== Exercise objective ==
First find the line with "state.last_content_id = status.content_id.clone();" in the entries below, then set down exactly every line through the line with "state.done = true;", that line included.

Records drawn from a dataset
============================================================
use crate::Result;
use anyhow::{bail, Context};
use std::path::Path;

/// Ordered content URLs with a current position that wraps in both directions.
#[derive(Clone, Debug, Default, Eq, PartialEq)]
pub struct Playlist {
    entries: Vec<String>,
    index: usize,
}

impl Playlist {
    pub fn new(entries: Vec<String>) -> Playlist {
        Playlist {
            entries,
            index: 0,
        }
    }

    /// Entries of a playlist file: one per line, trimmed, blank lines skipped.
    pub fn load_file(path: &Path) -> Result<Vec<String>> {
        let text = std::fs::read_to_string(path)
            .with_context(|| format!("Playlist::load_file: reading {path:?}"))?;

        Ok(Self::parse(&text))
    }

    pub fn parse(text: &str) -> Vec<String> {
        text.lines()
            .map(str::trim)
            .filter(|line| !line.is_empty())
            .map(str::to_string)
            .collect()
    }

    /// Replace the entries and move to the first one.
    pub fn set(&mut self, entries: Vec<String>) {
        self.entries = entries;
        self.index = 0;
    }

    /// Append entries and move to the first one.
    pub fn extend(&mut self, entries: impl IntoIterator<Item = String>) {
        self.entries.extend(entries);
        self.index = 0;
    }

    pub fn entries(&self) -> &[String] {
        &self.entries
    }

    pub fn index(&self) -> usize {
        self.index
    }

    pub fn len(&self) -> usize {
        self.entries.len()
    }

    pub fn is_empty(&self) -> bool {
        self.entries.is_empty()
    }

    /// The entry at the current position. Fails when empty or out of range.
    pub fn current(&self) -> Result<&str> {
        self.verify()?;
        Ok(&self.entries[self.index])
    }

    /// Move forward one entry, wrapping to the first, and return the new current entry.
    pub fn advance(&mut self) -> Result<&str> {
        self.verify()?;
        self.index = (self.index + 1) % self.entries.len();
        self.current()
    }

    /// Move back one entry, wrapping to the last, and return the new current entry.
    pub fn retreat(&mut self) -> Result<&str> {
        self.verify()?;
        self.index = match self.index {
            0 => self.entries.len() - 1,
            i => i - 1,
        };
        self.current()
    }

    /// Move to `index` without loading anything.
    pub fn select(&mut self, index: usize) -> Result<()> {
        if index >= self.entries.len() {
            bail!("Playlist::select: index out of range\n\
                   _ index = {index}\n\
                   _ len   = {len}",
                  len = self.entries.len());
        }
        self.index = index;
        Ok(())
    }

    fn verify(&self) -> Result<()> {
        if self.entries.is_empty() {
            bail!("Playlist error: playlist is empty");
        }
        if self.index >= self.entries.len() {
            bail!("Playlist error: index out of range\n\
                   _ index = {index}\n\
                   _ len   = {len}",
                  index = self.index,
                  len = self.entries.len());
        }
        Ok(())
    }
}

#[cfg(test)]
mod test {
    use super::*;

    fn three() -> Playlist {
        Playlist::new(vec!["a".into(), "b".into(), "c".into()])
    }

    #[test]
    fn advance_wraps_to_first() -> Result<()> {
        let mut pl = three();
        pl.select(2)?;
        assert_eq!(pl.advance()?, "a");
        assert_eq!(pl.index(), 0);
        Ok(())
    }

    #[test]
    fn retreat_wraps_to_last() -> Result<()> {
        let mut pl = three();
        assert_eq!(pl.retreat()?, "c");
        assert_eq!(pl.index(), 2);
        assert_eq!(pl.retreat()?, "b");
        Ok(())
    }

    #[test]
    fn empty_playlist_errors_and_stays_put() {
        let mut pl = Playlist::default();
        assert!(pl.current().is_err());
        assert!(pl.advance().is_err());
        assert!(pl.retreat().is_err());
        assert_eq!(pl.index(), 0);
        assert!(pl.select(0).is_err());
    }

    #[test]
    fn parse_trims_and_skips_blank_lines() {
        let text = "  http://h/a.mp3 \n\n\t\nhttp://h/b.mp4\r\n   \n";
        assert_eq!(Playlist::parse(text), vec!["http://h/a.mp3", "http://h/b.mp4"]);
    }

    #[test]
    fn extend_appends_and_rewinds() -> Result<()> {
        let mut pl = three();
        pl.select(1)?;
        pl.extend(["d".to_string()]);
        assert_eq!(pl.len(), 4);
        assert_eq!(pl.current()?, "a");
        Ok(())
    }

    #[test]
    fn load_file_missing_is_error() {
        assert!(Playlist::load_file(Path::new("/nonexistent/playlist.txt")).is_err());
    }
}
============================================================
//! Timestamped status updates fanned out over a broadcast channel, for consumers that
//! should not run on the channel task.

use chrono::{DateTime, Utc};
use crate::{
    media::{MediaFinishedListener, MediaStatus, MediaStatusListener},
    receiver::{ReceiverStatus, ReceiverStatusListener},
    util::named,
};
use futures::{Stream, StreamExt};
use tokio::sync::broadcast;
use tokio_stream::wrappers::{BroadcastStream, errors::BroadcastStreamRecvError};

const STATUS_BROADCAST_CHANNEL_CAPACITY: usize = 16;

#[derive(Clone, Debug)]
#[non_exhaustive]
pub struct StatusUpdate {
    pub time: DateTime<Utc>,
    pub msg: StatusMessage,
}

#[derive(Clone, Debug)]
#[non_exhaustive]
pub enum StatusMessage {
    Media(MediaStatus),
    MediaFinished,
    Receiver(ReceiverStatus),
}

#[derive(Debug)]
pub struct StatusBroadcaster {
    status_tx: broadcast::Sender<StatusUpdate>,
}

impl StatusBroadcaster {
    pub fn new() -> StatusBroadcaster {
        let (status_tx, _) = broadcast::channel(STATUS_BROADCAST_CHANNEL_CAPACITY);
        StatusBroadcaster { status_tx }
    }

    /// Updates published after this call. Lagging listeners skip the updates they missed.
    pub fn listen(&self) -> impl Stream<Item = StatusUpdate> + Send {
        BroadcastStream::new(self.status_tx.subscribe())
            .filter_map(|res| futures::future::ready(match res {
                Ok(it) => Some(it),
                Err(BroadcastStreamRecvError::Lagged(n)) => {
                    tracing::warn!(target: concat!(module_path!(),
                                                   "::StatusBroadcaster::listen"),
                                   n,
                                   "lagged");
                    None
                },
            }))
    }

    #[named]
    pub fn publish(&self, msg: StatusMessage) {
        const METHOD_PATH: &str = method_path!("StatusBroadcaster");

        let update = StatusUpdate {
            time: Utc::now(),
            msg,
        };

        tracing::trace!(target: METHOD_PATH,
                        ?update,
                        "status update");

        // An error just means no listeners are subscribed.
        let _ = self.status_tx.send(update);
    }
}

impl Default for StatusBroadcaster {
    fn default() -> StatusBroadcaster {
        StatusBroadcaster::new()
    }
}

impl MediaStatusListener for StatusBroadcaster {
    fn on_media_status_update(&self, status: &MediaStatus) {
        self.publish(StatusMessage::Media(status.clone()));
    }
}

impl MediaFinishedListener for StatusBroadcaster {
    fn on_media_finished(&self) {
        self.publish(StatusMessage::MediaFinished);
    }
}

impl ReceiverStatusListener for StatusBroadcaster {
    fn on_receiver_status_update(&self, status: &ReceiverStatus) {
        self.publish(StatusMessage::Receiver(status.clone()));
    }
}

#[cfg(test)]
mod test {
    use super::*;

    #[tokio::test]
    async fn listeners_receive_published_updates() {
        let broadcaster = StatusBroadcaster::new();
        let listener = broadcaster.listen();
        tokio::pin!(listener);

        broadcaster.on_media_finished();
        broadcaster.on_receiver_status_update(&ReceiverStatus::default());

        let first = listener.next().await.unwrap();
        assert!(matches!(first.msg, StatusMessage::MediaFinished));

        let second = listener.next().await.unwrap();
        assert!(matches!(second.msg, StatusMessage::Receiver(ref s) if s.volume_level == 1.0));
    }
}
============================================================
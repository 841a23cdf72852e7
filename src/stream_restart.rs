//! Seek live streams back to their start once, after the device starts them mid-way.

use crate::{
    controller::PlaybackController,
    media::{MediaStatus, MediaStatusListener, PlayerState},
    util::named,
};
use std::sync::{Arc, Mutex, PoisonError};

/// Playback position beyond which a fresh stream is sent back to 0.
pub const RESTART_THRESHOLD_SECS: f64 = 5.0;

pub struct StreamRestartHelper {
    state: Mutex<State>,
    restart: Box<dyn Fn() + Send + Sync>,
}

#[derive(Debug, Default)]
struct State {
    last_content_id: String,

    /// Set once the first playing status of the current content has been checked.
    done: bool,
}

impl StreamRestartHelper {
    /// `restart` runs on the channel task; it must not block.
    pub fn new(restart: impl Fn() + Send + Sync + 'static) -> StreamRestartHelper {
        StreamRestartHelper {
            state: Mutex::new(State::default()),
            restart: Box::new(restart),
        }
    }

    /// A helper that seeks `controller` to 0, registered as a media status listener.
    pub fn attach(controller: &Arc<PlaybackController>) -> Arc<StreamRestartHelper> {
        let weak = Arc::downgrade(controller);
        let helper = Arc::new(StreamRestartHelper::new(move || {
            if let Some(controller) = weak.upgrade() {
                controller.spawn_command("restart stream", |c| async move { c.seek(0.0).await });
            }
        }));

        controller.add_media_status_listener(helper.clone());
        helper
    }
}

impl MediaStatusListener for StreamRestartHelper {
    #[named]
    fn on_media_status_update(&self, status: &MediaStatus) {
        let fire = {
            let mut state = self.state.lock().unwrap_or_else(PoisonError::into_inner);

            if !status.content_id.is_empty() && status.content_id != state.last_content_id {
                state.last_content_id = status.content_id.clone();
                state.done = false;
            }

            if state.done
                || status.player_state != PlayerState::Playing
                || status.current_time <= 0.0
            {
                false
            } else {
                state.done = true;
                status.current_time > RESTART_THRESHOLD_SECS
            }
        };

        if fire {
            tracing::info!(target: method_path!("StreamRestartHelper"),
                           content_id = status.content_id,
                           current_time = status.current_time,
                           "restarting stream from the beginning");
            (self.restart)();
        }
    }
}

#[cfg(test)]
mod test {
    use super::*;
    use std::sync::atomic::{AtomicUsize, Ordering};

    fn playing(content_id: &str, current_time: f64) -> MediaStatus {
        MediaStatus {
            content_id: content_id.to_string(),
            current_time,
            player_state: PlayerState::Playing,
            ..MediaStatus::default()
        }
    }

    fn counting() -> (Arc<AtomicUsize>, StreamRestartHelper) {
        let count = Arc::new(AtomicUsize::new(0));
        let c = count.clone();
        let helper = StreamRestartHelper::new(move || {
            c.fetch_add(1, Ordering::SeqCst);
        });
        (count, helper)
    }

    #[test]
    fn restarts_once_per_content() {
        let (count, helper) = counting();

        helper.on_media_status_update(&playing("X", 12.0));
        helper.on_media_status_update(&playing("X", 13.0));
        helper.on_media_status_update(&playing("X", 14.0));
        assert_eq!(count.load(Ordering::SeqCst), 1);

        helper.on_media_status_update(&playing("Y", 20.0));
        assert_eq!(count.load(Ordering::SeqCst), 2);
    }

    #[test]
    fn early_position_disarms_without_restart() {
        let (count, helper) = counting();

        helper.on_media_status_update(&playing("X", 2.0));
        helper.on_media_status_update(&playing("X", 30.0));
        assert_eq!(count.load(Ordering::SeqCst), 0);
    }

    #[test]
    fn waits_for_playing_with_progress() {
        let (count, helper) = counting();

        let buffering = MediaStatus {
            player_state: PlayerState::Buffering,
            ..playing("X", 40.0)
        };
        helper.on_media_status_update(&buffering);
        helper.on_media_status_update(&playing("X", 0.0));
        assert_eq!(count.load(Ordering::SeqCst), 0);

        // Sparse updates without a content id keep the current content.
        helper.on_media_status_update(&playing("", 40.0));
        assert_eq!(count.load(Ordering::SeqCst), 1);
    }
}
============================================================
== Exercise output ==
                state.last_content_id = status.content_id.clone();
                state.done = false;
            }

            if state.done
                || status.player_state != PlayerState::Playing
                || status.current_time <= 0.0
            {
                false
            } else {
                state.done = true;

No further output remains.